Epidural use is not all that common in Japanese hospitals, but if there was a survey done on the non-Japanese mothers' use of epidurals, the rates would definitely be higher than for the local mothers.

This video gives an interesting discussion of the situation being seen in North American hospitals where epidural use is much more common. The doctor describes how babies born to mothers who have had epidurals during labor are having more difficulties getting breastfeeding started. Their behaviour is affected by the medications. They are usually sleepier, may have disorganised sucking patterns and are often subject to other kinds of interventions, as are their mothers.

One thing to note is that the comments she makes about the medications passing into the mother's colostrum are not supported by the evidence. Dr Thomas Hale who specialises in pharmacology and lactation, reports that the fentanyl transfer from epidural anesthesia during labor into mother's milk is poor and probably clinically unimportant. The milk is not the concern: more important is the effect of the epidural on the baby during labor, and the different breastfeeding behaviours being observed when compared with babies whose mothers had unmedicated births.

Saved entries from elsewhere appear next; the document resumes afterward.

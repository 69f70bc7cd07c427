//! `autowire index`: print the project index.

use super::check_format;
use crate::injector::Injector;
use anyhow::Result;
use clap::Args;
use colored::Colorize;
use serde::Serialize;
use std::path::Path;

/// List the names the project index maps to files.
#[derive(Args, Debug)]
pub struct IndexCommand {
    /// Output format (table, json)
    #[arg(short = 'f', long, default_value = "table")]
    format: String,

    /// Only show names starting with this prefix
    #[arg(long)]
    prefix: Option<String>,
}

#[derive(Serialize)]
struct IndexEntry {
    name: String,
    path: String,
}

impl IndexCommand {
    pub(super) fn execute(&self, injector: &Injector) -> Result<()> {
        check_format(&self.format)?;
        let registry = injector.registry();
        registry.ensure_index();

        let entries: Vec<IndexEntry> = registry
            .indexed_names()
            .into_iter()
            .filter(|(name, _)| self.prefix.as_deref().is_none_or(|prefix| name.starts_with(prefix)))
            .map(|(name, path)| IndexEntry {
                name,
                path: display_relative(&path, registry.root()),
            })
            .collect();

        if self.format == "json" {
            println!("{}", serde_json::to_string_pretty(&entries)?);
            return Ok(());
        }

        if entries.is_empty() {
            println!("No indexed names under {}", registry.root().display());
            return Ok(());
        }

        let width = entries.iter().map(|e| e.name.len()).max().unwrap_or(0);
        println!("{:width$}  {}", "NAME".bold(), "PATH".bold(), width = width);
        for entry in &entries {
            println!("{:width$}  {}", entry.name.cyan(), entry.path, width = width);
        }
        println!("\n{} names under {}", entries.len(), registry.root().display());
        Ok(())
    }
}

pub(super) fn display_relative(path: &Path, root: &Path) -> String {
    path.strip_prefix(root).unwrap_or(path).display().to_string()
}
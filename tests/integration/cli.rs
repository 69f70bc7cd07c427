//! The `autowire` binary.

use anyhow::Result;
use assert_cmd::Command;
use autowire::test_utils::TestProject;
use predicates::prelude::*;
use serde_json::{Value, json};

fn autowire() -> Command {
    let mut cmd = Command::cargo_bin("autowire").unwrap();
    cmd.env("NO_COLOR", "1").env_remove("RUST_LOG").env_remove("AUTOWIRE_CONFIG");
    cmd
}

fn project() -> Result<TestProject> {
    let project = TestProject::new()?;
    project.write("src/settings.json", r#"{ "debug": true }"#)?;
    project.write("src/lib/node-uuid.json", r#"{ "v4": "uuid" }"#)?;
    project.write("src/orphan.rs", "pub fn orphan() {}")?;
    Ok(project)
}

#[test]
fn test_signature_as_json() -> Result<()> {
    let output = autowire().args(["signature", "fn connect(host, port = 5432)", "--format", "json"]).assert().success();

    let parsed: Value = serde_json::from_slice(&output.get_output().stdout)?;
    assert_eq!(parsed["name"], json!("connect"));
    assert_eq!(parsed["kind"], json!("function"));
    assert_eq!(parsed["parameters"][0]["name"], json!("host"));
    assert_eq!(parsed["parameters"][0]["default"], Value::Null);
    assert_eq!(parsed["parameters"][1]["default"], json!(5432));
    Ok(())
}

#[test]
fn test_signature_table() {
    autowire()
        .args(["signature", "impl Widget { fn new(title = \"untitled\") }"])
        .assert()
        .success()
        .stdout(predicate::str::contains("Widget"))
        .stdout(predicate::str::contains("0: title = \"untitled\""));
}

#[test]
fn test_unparseable_signature_fails() {
    autowire()
        .args(["signature", "struct Nope;"])
        .assert()
        .failure()
        .stderr(predicate::str::contains("Cannot parse declaration"));
}

#[test]
fn test_index_lists_logical_names() -> Result<()> {
    let project = project()?;
    let output = autowire()
        .arg("--path")
        .arg(project.path())
        .args(["index", "--format", "json"])
        .assert()
        .success();

    let entries: Vec<Value> = serde_json::from_slice(&output.get_output().stdout)?;
    let names: Vec<&str> = entries.iter().filter_map(|e| e["name"].as_str()).collect();
    assert!(names.contains(&"settings"));
    assert!(names.contains(&"nodeUuid"));
    assert!(names.contains(&"orphan"));
    assert!(!names.contains(&"package"));

    let uuid = entries.iter().find(|e| e["name"] == json!("nodeUuid")).expect("nodeUuid listed");
    assert_eq!(uuid["path"], json!("src/lib/node-uuid.json"));
    Ok(())
}

#[test]
fn test_index_prefix_filter() -> Result<()> {
    let project = project()?;
    autowire()
        .arg("--path")
        .arg(project.path())
        .args(["index", "--prefix", "node"])
        .assert()
        .success()
        .stdout(predicate::str::contains("nodeUuid"))
        .stdout(predicate::str::contains("settings").not());
    Ok(())
}

#[test]
fn test_resolve_reports_source_and_value() -> Result<()> {
    let project = project()?;
    let output = autowire()
        .arg("--path")
        .arg(project.path())
        .args(["resolve", "settings", "--format", "json"])
        .assert()
        .success();

    let report: Value = serde_json::from_slice(&output.get_output().stdout)?;
    assert_eq!(report["source"], json!("index"));
    assert_eq!(report["kind"], json!("value"));
    assert_eq!(report["path"], json!("src/settings.json"));
    assert_eq!(report["value"], json!({ "debug": true }));
    Ok(())
}

#[test]
fn test_resolve_missing_name_fails_with_suggestion() -> Result<()> {
    let project = project()?;
    autowire()
        .arg("--path")
        .arg(project.path())
        .args(["resolve", "setings"])
        .assert()
        .failure()
        .stderr(predicate::str::contains("Cannot resolve dependency 'setings'"))
        .stderr(predicate::str::contains("Did you mean 'settings'?"));
    Ok(())
}

#[test]
fn test_resolve_indexed_file_without_module() -> Result<()> {
    let project = project()?;
    autowire()
        .arg("--path")
        .arg(project.path())
        .args(["resolve", "orphan"])
        .assert()
        .failure()
        .stderr(predicate::str::contains("no module is registered"));
    Ok(())
}

#[test]
fn test_resolve_follows_configured_alias() -> Result<()> {
    let project = project()?;
    project.write("autowire.toml", "[aliases]\nuuid = \"nodeUuid\"\n")?;
    autowire()
        .arg("--path")
        .arg(project.path())
        .args(["resolve", "uuid"])
        .assert()
        .success()
        .stdout(predicate::str::contains("alias of: nodeUuid"))
        .stdout(predicate::str::contains("resolved via: index"));
    Ok(())
}

#[test]
fn test_quiet_silences_warnings_but_not_failures() -> Result<()> {
    let project = project()?;
    project.write("src/config/settings.json", r#"{ "debug": false }"#)?;

    autowire()
        .arg("--path")
        .arg(project.path())
        .arg("index")
        .assert()
        .success()
        .stderr(predicate::str::contains("maps to both"));

    autowire()
        .arg("--path")
        .arg(project.path())
        .args(["-q", "index"])
        .assert()
        .success()
        .stderr(predicate::str::is_empty());

    autowire()
        .arg("--path")
        .arg(project.path())
        .args(["-q", "resolve", "setings"])
        .assert()
        .failure()
        .stderr(predicate::str::contains("Cannot resolve dependency 'setings'"));
    Ok(())
}

#[test]
fn test_unknown_format_is_rejected() -> Result<()> {
    let project = project()?;
    autowire()
        .arg("--path")
        .arg(project.path())
        .args(["index", "--format", "yaml"])
        .assert()
        .failure()
        .stderr(predicate::str::contains("Unknown output format"));
    Ok(())
}

#[test]
fn test_missing_project_directory() {
    autowire()
        .args(["--path", "/definitely/not/a/project", "index"])
        .assert()
        .failure()
        .stderr(predicate::str::contains("does not exist"));
}
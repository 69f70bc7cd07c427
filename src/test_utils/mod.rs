//! Test utilities for autowire
//!
//! Helpers shared by unit and integration tests:
//! - [`init_test_logging`] installs a tracing subscriber once per process
//! - [`TestProject`] lays out a throwaway project tree (manifest, source and
//!   data files, installed packages) and hands out injectors for it
//!
//! # Example
//!
//! ```rust,no_run
//! use autowire::core::Overrides;
//! use autowire::test_utils::TestProject;
//!
//! let project = TestProject::new().unwrap();
//! project.write("src/settings.json", r#"{ "debug": true }"#).unwrap();
//!
//! let injector = project.injector();
//! assert!(injector.get_instance("settings", &Overrides::new()).unwrap().is_some());
//! ```

use crate::core::{Dependency, ResolutionContext};
use crate::injector::Injector;
use crate::registry::loader::ModuleTable;
use crate::registry::{Registry, RegistryOptions, RegistrySet};
use anyhow::{Context, Result};
use std::path::{Path, PathBuf};
use std::sync::{Arc, Once};
use tempfile::TempDir;
use tracing::Level;
use tracing_subscriber::EnvFilter;

/// Global flag to ensure logging is only initialized once in tests
static INIT_LOGGING: Once = Once::new();

/// Initialize logging for tests.
///
/// Uses `level` when given, otherwise `RUST_LOG`; with neither, nothing is
/// logged.
///
/// ```bash
/// RUST_LOG=autowire=debug cargo test
/// ```
pub fn init_test_logging(level: Option<Level>) {
    INIT_LOGGING.call_once(|| {
        let filter = if let Some(level) = level {
            EnvFilter::new(level.to_string())
        } else if std::env::var("RUST_LOG").is_ok() {
            EnvFilter::from_default_env()
        } else {
            return;
        };

        let _ = tracing_subscriber::fmt()
            .with_env_filter(filter)
            .with_test_writer()
            .with_target(true)
            .with_thread_ids(false)
            .with_ansi(true)
            .try_init();
    });
}

/// A temporary project with a `package.json` at its root.
///
/// Components "compiled into the host" are registered against file paths
/// with [`native`](Self::native); the file is created empty so the index
/// finds it.
pub struct TestProject {
    temp_dir: TempDir,
    modules: Arc<ModuleTable>,
}

impl TestProject {
    /// Create the project directory and its manifest.
    pub fn new() -> Result<Self> {
        init_test_logging(None);
        let temp_dir = TempDir::new().context("Failed to create temp dir")?;
        let project = Self {
            temp_dir,
            modules: Arc::new(ModuleTable::new()),
        };
        project.write("package.json", r#"{ "name": "test-project" }"#)?;
        Ok(project)
    }

    /// Project root.
    pub fn path(&self) -> &Path {
        self.temp_dir.path()
    }

    /// Module table backing every registry of this project.
    pub fn modules(&self) -> &Arc<ModuleTable> {
        &self.modules
    }

    /// Write a file relative to the root, creating parent directories.
    pub fn write(&self, relative: &str, content: &str) -> Result<PathBuf> {
        let path = self.path().join(relative);
        if let Some(parent) = path.parent() {
            std::fs::create_dir_all(parent)
                .with_context(|| format!("Failed to create {}", parent.display()))?;
        }
        std::fs::write(&path, content).with_context(|| format!("Failed to write {}", path.display()))?;
        Ok(path)
    }

    /// Create `relative` and register `module` as its native module.
    pub fn native(&self, relative: &str, module: impl Into<Dependency>) -> Result<PathBuf> {
        let path = self.write(relative, "")?;
        self.modules.register_native(path.clone(), module);
        Ok(path)
    }

    /// Install a package under `node_modules/<dir>` with the given manifest
    /// fields and entry file content.
    pub fn install_package(&self, dir: &str, name: Option<&str>, main: &str, content: &str) -> Result<PathBuf> {
        let manifest = match name {
            Some(name) => serde_json::json!({ "name": name, "main": main }),
            None => serde_json::json!({ "main": main }),
        };
        self.write(&format!("node_modules/{dir}/package.json"), &manifest.to_string())?;
        self.write(&format!("node_modules/{dir}/{main}"), content)
    }

    /// A fresh registry over this project.
    pub fn registry(&self) -> Arc<Registry> {
        Arc::new(Registry::with_loader(self.path(), RegistryOptions::default(), self.modules.clone()))
    }

    /// An injector over a fresh registry, working from `src/main.rs`.
    pub fn injector(&self) -> Injector {
        Injector::new(self.registry()).with_context(ResolutionContext::for_file(self.path().join("src/main.rs")))
    }

    /// A registry set sharing this project's module table.
    pub fn registry_set(&self) -> RegistrySet {
        RegistrySet::new(self.modules.clone())
    }
}
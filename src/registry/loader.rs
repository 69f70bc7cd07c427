//! Module loading.
//!
//! A [`ModuleLoader`] turns a package name or a file path into a
//! [`Dependency`]. It distinguishes three outcomes: loaded, not found
//! (`Ok(None)`), and found-but-broken (`Err`). Only the second is ever
//! negative-cached by the resolver.
//!
//! [`ModuleTable`] is the default loader. Components compiled into the host
//! are registered with it by name (builtins) or by the absolute path of the
//! file they live in (native modules); JSON and TOML data files are parsed
//! straight from disk.

use crate::core::Dependency;
use crate::registry::index::{IndexOptions, read_package_manifest};
use dashmap::DashMap;
use regex::Regex;
use std::path::{Path, PathBuf};
use std::sync::LazyLock;
use thiserror::Error;
use tracing::{debug, trace};

/// A module that exists but could not be loaded.
#[derive(Debug, Error)]
pub enum LoadError {
    /// The file could not be read
    #[error("cannot read {}: {source}", .path.display())]
    Read {
        /// File being read
        path: PathBuf,
        /// IO failure
        #[source]
        source: std::io::Error,
    },

    /// The file was read but its content is invalid
    #[error("invalid content in {}: {reason}", .path.display())]
    Invalid {
        /// File being parsed
        path: PathBuf,
        /// Parser message
        reason: String,
    },
}

impl LoadError {
    /// The path that failed.
    pub fn path(&self) -> &Path {
        match self {
            Self::Read { path, .. } | Self::Invalid { path, .. } => path,
        }
    }
}

/// Outcome of a load attempt.
pub type LoadResult = std::result::Result<Option<Dependency>, LoadError>;

/// Host module system seen by the resolver.
pub trait ModuleLoader: Send + Sync {
    /// Import a package by bare name from the project at `root`.
    fn import_package(&self, name: &str, root: &Path, options: &IndexOptions) -> LoadResult;

    /// Import the module at `path`, trying the usual path permutations.
    fn import_path(&self, path: &Path, options: &IndexOptions) -> LoadResult;
}

/// Default [`ModuleLoader`].
#[derive(Default)]
pub struct ModuleTable {
    builtins: DashMap<String, Dependency>,
    natives: DashMap<PathBuf, Dependency>,
}

impl ModuleTable {
    /// An empty table.
    pub fn new() -> Self {
        Self::default()
    }

    /// Register a builtin module under `name`.
    pub fn register_builtin(&self, name: impl Into<String>, module: impl Into<Dependency>) {
        self.builtins.insert(name.into(), module.into());
    }

    /// Register a component as the module living at `path`.
    pub fn register_native(&self, path: impl Into<PathBuf>, module: impl Into<Dependency>) {
        self.natives.insert(path.into(), module.into());
    }

    /// Builder form of [`register_builtin`](Self::register_builtin).
    #[must_use]
    pub fn with_builtin(self, name: impl Into<String>, module: impl Into<Dependency>) -> Self {
        self.register_builtin(name, module);
        self
    }

    /// Builder form of [`register_native`](Self::register_native).
    #[must_use]
    pub fn with_native(self, path: impl Into<PathBuf>, module: impl Into<Dependency>) -> Self {
        self.register_native(path, module);
        self
    }

    /// Names of registered builtins, sorted.
    pub fn builtin_names(&self) -> Vec<String> {
        let mut names: Vec<String> = self.builtins.iter().map(|e| e.key().clone()).collect();
        names.sort();
        names
    }

    fn load_candidate(&self, path: &Path) -> LoadResult {
        if let Some(module) = self.natives.get(path) {
            debug!("Loaded native module {}", path.display());
            return Ok(Some(module.clone()));
        }
        if !path.is_file() {
            return Ok(None);
        }
        match path.extension().and_then(|e| e.to_str()) {
            Some("json") => load_json(path).map(Some),
            Some("toml") => load_toml(path).map(Some),
            _ => {
                debug!("{} has no registered native module", path.display());
                Ok(None)
            }
        }
    }
}

impl ModuleLoader for ModuleTable {
    fn import_package(&self, name: &str, root: &Path, options: &IndexOptions) -> LoadResult {
        if let Some(module) = self.builtins.get(name) {
            debug!("Loaded builtin '{}'", name);
            return Ok(Some(module.clone()));
        }
        if !is_package_name(name) {
            return Ok(None);
        }

        let package_dir = root.join(&options.dependencies_dir).join(name);
        if !package_dir.is_dir() {
            return Ok(None);
        }

        let manifest_path = package_dir.join(&options.manifest_file);
        let main = if manifest_path.is_file() {
            read_package_manifest(&manifest_path)
                .map_err(|e| LoadError::Invalid {
                    path: manifest_path.clone(),
                    reason: e.to_string(),
                })?
                .main
        } else {
            None
        };

        if let Some(main) = main {
            if let Some(module) = self.import_path(&package_dir.join(main), options)? {
                return Ok(Some(module));
            }
        }
        self.import_path(&package_dir.join("index"), options)
    }

    fn import_path(&self, path: &Path, options: &IndexOptions) -> LoadResult {
        for candidate in path_permutations(path, options) {
            trace!("Trying {}", candidate.display());
            if let Some(module) = self.load_candidate(&candidate)? {
                return Ok(Some(module));
            }
        }
        Ok(None)
    }
}

/// Candidate files for `path`: exact, with each extension appended, then
/// `index` and `mod` files inside it as a directory.
pub fn path_permutations(path: &Path, options: &IndexOptions) -> Vec<PathBuf> {
    let mut candidates = vec![path.to_path_buf()];
    for ext in &options.extensions {
        let mut with_ext = path.as_os_str().to_owned();
        with_ext.push(".");
        with_ext.push(ext);
        candidates.push(PathBuf::from(with_ext));
    }
    for stem in ["index", "mod"] {
        for ext in &options.extensions {
            candidates.push(path.join(format!("{stem}.{ext}")));
        }
    }
    candidates
}

// `lodash`, `node-uuid`, `@scope/pkg`
static PACKAGE_NAME: LazyLock<Option<Regex>> =
    LazyLock::new(|| Regex::new(r"^(@[A-Za-z0-9_.~-]+/)?[A-Za-z0-9_~-][A-Za-z0-9_.~-]*$").ok());

fn is_package_name(name: &str) -> bool {
    PACKAGE_NAME.as_ref().is_some_and(|re| re.is_match(name)) && !name.split('/').any(|part| part == "..")
}

fn read(path: &Path) -> std::result::Result<String, LoadError> {
    std::fs::read_to_string(path).map_err(|source| LoadError::Read {
        path: path.to_path_buf(),
        source,
    })
}

fn load_json(path: &Path) -> std::result::Result<Dependency, LoadError> {
    let value: serde_json::Value = serde_json::from_str(&read(path)?).map_err(|e| LoadError::Invalid {
        path: path.to_path_buf(),
        reason: e.to_string(),
    })?;
    debug!("Loaded JSON module {}", path.display());
    Ok(Dependency::json(value))
}

fn load_toml(path: &Path) -> std::result::Result<Dependency, LoadError> {
    let invalid = |reason: String| LoadError::Invalid {
        path: path.to_path_buf(),
        reason,
    };
    let table: toml::Value = toml::from_str(&read(path)?).map_err(|e| invalid(e.to_string()))?;
    let value = serde_json::to_value(table).map_err(|e| invalid(e.to_string()))?;
    debug!("Loaded TOML module {}", path.display());
    Ok(Dependency::json(value))
}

I think what this all means is that all mothers should be informed of the potential risks of epidurals and other birth interventions, and if possible you should take childbirth classes here or in your local area to learn about resources for coping with labor. Read some good birth books and ask lots of questions.

Ideally, staff in the hospital or clinic should be well versed in how to help mothers and babies get breastfeeding off to the best possible start...lots of skin to skin contact with baby on mum's chest, keep mother and baby together at all times, give baby time to come to the breast, if baby is having trouble, you might need to express some of your colostrum and feed it by syringe or spoon, very sleepy babies may need to be woken for feeds and gently encouraged to continue feeding for long enough and so on. Unfortunately, we cannot control what level of skill the staff have, nor how supportive the hospital or clinic will be of breastfeeding.

The best idea then, is to learn as much as possible about breastfeeding during pregnancy. Mothers-to-be can attend La Leche League meetings, both parents can take classes here if they are available in your area, so everyone knows what to expect with normal breastfeeding, and can recognise if things are going well or not after your baby arrives.

For a more technical review of epidurals and breastfeeding see here where the author states "There is evidence to show that epidural anesthesia probably does diminish the neonate's early ability to suckle. " A recent breastfeeding journal article concludes "women and their clinicians may feel that sufficient evidence has accumulated to justify offering extra support to establish breastfeeding if women have received high doses of analgesics in labour."

Make sure you get the support you and your baby need.